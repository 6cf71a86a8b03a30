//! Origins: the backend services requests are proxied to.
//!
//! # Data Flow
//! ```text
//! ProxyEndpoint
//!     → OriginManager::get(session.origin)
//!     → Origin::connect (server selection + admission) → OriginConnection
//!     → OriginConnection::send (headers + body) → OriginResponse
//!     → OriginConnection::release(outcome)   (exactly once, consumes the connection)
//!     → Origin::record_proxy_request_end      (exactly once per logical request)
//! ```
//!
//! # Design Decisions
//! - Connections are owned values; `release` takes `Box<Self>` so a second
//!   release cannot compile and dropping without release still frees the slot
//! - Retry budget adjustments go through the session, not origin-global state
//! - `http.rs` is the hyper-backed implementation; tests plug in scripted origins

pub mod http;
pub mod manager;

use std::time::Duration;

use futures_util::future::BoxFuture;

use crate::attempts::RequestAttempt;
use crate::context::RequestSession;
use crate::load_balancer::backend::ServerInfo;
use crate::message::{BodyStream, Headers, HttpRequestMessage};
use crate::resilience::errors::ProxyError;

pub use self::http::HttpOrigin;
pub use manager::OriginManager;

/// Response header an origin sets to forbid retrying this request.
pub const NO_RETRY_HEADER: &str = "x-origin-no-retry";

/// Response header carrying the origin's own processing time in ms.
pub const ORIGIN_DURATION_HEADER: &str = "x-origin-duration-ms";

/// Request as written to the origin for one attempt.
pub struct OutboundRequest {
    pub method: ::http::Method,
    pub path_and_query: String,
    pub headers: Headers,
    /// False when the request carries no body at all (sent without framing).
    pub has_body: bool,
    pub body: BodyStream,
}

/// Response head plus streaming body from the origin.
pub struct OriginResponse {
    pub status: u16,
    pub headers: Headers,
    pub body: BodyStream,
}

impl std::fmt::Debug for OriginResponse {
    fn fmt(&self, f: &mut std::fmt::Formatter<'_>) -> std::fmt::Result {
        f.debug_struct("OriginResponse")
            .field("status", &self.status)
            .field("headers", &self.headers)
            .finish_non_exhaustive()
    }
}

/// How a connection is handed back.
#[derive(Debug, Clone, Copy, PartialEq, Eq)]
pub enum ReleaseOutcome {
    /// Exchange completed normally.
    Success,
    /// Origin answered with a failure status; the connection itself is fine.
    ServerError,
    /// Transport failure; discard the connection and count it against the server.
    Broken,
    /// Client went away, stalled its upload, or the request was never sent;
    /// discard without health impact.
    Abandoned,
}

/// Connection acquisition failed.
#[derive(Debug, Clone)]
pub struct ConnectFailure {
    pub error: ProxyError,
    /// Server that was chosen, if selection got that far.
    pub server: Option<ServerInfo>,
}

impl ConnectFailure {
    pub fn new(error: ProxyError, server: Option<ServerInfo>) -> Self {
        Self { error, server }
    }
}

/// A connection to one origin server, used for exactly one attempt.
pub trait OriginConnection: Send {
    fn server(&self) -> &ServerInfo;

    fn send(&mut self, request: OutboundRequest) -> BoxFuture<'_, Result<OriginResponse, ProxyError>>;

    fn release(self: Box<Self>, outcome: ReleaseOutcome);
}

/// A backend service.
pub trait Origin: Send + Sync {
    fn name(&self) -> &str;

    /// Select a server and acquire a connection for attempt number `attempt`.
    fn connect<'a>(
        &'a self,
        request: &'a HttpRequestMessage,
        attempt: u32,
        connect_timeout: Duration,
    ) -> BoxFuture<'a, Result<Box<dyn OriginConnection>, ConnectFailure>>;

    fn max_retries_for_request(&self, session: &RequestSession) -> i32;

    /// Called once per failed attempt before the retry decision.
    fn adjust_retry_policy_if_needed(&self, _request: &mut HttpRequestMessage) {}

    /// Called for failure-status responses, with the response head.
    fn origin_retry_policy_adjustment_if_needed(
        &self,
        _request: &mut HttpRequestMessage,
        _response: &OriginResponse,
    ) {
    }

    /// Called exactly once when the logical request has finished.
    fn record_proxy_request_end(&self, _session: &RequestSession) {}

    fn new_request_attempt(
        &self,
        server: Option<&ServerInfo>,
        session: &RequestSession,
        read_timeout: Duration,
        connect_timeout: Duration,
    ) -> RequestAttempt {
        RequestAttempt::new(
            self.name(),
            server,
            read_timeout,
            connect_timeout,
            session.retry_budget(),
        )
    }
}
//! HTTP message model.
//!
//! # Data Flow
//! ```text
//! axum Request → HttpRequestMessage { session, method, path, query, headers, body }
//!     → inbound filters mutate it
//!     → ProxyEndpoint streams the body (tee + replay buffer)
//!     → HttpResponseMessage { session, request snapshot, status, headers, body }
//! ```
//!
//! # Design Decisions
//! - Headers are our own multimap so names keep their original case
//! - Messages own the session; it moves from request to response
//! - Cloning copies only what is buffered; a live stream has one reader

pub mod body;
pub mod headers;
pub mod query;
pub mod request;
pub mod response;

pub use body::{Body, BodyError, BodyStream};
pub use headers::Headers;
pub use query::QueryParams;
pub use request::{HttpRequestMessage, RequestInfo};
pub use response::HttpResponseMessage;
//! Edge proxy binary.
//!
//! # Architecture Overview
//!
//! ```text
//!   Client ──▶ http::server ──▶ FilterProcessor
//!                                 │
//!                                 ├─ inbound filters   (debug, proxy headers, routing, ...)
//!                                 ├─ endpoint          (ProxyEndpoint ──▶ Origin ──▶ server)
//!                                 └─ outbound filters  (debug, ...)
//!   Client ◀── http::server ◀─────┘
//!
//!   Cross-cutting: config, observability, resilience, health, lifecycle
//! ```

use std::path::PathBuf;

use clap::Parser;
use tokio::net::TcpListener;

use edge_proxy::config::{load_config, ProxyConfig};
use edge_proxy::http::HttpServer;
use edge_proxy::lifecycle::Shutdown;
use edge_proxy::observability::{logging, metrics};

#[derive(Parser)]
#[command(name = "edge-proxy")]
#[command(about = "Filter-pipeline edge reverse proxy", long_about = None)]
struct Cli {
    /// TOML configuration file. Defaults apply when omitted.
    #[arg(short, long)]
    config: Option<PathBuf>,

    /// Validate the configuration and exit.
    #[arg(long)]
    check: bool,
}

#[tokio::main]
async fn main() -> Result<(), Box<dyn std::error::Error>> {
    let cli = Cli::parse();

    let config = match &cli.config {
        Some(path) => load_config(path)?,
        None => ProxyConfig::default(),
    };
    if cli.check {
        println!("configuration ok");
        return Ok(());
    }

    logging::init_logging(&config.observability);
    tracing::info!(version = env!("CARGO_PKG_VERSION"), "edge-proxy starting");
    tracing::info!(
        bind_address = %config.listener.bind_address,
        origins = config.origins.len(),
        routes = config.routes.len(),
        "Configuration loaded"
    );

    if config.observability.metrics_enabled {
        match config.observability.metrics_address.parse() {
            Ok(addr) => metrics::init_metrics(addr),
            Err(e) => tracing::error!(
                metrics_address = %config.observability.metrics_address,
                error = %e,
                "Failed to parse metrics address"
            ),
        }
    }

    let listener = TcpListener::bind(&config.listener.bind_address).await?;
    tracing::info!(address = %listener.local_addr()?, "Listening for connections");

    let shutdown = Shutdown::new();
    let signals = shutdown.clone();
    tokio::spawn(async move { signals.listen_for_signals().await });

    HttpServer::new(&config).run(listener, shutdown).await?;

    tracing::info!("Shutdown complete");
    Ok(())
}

• _Your objective_: May I have the entries returned exactly, with every line in place?

• _Finished task_:
repository 6cf71a86a8b03a30
//! Origins: the backend services requests are proxied to.
//!
//! # Data Flow
//! ```text
//! ProxyEndpoint
//!     → OriginManager::get(session.origin)
//!     → Origin::connect (server selection + admission) → OriginConnection
//!     → OriginConnection::send (headers + body) → OriginResponse
//!     → OriginConnection::release(outcome)   (exactly once, consumes the connection)
//!     → Origin::record_proxy_request_end      (exactly once per logical request)
//! ```
//!
//! # Design Decisions
//! - Connections are owned values; `release` takes `Box<Self>` so a second
//!   release cannot compile and dropping without release still frees the slot
//! - Retry budget adjustments go through the session, not origin-global state
//! - `http.rs` is the hyper-backed implementation; tests plug in scripted origins

pub mod http;
pub mod manager;

use std::time::Duration;

use futures_util::future::BoxFuture;

use crate::attempts::RequestAttempt;
use crate::context::RequestSession;
use crate::load_balancer::backend::ServerInfo;
use crate::message::{BodyStream, Headers, HttpRequestMessage};
use crate::resilience::errors::ProxyError;

pub use self::http::HttpOrigin;
pub use manager::OriginManager;

/// Response header an origin sets to forbid retrying this request.
pub const NO_RETRY_HEADER: &str = "x-origin-no-retry";

/// Response header carrying the origin's own processing time in ms.
pub const ORIGIN_DURATION_HEADER: &str = "x-origin-duration-ms";

/// Request as written to the origin for one attempt.
pub struct OutboundRequest {
    pub method: ::http::Method,
    pub path_and_query: String,
    pub headers: Headers,
    /// False when the request carries no body at all (sent without framing).
    pub has_body: bool,
    pub body: BodyStream,
}

/// Response head plus streaming body from the origin.
pub struct OriginResponse {
    pub status: u16,
    pub headers: Headers,
    pub body: BodyStream,
}

impl std::fmt::Debug for OriginResponse {
    fn fmt(&self, f: &mut std::fmt::Formatter<'_>) -> std::fmt::Result {
        f.debug_struct("OriginResponse")
            .field("status", &self.status)
            .field("headers", &self.headers)
            .finish_non_exhaustive()
    }
}

/// How a connection is handed back.
#[derive(Debug, Clone, Copy, PartialEq, Eq)]
pub enum ReleaseOutcome {
    /// Exchange completed normally.
    Success,
    /// Origin answered with a failure status; the connection itself is fine.
    ServerError,
    /// Transport failure; discard the connection and count it against the server.
    Broken,
    /// Client went away, stalled its upload, or the request was never sent;
    /// discard without health impact.
    Abandoned,
}

/// Connection acquisition failed.
#[derive(Debug, Clone)]
pub struct ConnectFailure {
    pub error: ProxyError,
    /// Server that was chosen, if selection got that far.
    pub server: Option<ServerInfo>,
}

impl ConnectFailure {
    pub fn new(error: ProxyError, server: Option<ServerInfo>) -> Self {
        Self { error, server }
    }
}

/// A connection to one origin server, used for exactly one attempt.
pub trait OriginConnection: Send {
    fn server(&self) -> &ServerInfo;

    fn send(&mut self, request: OutboundRequest) -> BoxFuture<'_, Result<OriginResponse, ProxyError>>;

    fn release(self: Box<Self>, outcome: ReleaseOutcome);
}

/// A backend service.
pub trait Origin: Send + Sync {
    fn name(&self) -> &str;

    /// Select a server and acquire a connection for attempt number `attempt`.
    fn connect<'a>(
        &'a self,
        request: &'a HttpRequestMessage,
        attempt: u32,
        connect_timeout: Duration,
    ) -> BoxFuture<'a, Result<Box<dyn OriginConnection>, ConnectFailure>>;

    fn max_retries_for_request(&self, session: &RequestSession) -> i32;

    /// Called once per failed attempt before the retry decision.
    fn adjust_retry_policy_if_needed(&self, _request: &mut HttpRequestMessage) {}

    /// Called for failure-status responses, with the response head.
    fn origin_retry_policy_adjustment_if_needed(
        &self,
        _request: &mut HttpRequestMessage,
        _response: &OriginResponse,
    ) {
    }

    /// Called exactly once when the logical request has finished.
    fn record_proxy_request_end(&self, _session: &RequestSession) {}

    fn new_request_attempt(
        &self,
        server: Option<&ServerInfo>,
        session: &RequestSession,
        read_timeout: Duration,
        connect_timeout: Duration,
    ) -> RequestAttempt {
        RequestAttempt::new(
            self.name(),
            server,
            read_timeout,
            connect_timeout,
            session.retry_budget(),
        )
    }
}
//! HTTP message model.
//!
//! # Data Flow
//! ```text
//! axum Request → HttpRequestMessage { session, method, path, query, headers, body }
//!     → inbound filters mutate it
//!     → ProxyEndpoint streams the body (tee + replay buffer)
//!     → HttpResponseMessage { session, request snapshot, status, headers, body }
//! ```
//!
//! # Design Decisions
//! - Headers are our own multimap so names keep their original case
//! - Messages own the session; it moves from request to response
//! - Cloning copies only what is buffered; a live stream has one reader

pub mod body;
pub mod headers;
pub mod query;
pub mod request;
pub mod response;

pub use body::{Body, BodyError, BodyStream};
pub use headers::Headers;
pub use query::QueryParams;
pub use request::{HttpRequestMessage, RequestInfo};
pub use response::HttpResponseMessage;
//! Edge proxy binary.
//!
//! # Architecture Overview
//!
//! ```text
//!   Client ──▶ http::server ──▶ FilterProcessor
//!                                 │
//!                                 ├─ inbound filters   (debug, proxy headers, routing, ...)
//!                                 ├─ endpoint          (ProxyEndpoint ──▶ Origin ──▶ server)
//!                                 └─ outbound filters  (debug, ...)
//!   Client ◀── http::server ◀─────┘
//!
//!   Cross-cutting: config, observability, resilience, health, lifecycle
//! ```

use std::path::PathBuf;

use clap::Parser;
use tokio::net::TcpListener;

use edge_proxy::config::{load_config, ProxyConfig};
use edge_proxy::http::HttpServer;
use edge_proxy::lifecycle::Shutdown;
use edge_proxy::observability::{logging, metrics};

#[derive(Parser)]
#[command(name = "edge-proxy")]
#[command(about = "Filter-pipeline edge reverse proxy", long_about = None)]
struct Cli {
    /// TOML configuration file. Defaults apply when omitted.
    #[arg(short, long)]
    config: Option<PathBuf>,

    /// Validate the configuration and exit.
    #[arg(long)]
    check: bool,
}

#[tokio::main]
async fn main() -> Result<(), Box<dyn std::error::Error>> {
    let cli = Cli::parse();

    let config = match &cli.config {
        Some(path) => load_config(path)?,
        None => ProxyConfig::default(),
    };
    if cli.check {
        println!("configuration ok");
        return Ok(());
    }

    logging::init_logging(&config.observability);
    tracing::info!(version = env!("CARGO_PKG_VERSION"), "edge-proxy starting");
    tracing::info!(
        bind_address = %config.listener.bind_address,
        origins = config.origins.len(),
        routes = config.routes.len(),
        "Configuration loaded"
    );

    if config.observability.metrics_enabled {
        match config.observability.metrics_address.parse() {
            Ok(addr) => metrics::init_metrics(addr),
            Err(e) => tracing::error!(
                metrics_address = %config.observability.metrics_address,
                error = %e,
                "Failed to parse metrics address"
            ),
        }
    }

    let listener = TcpListener::bind(&config.listener.bind_address).await?;
    tracing::info!(address = %listener.local_addr()?, "Listening for connections");

    let shutdown = Shutdown::new();
    let signals = shutdown.clone();
    tokio::spawn(async move { signals.listen_for_signals().await });

    HttpServer::new(&config).run(listener, shutdown).await?;

    tracing::info!("Shutdown complete");
    Ok(())
}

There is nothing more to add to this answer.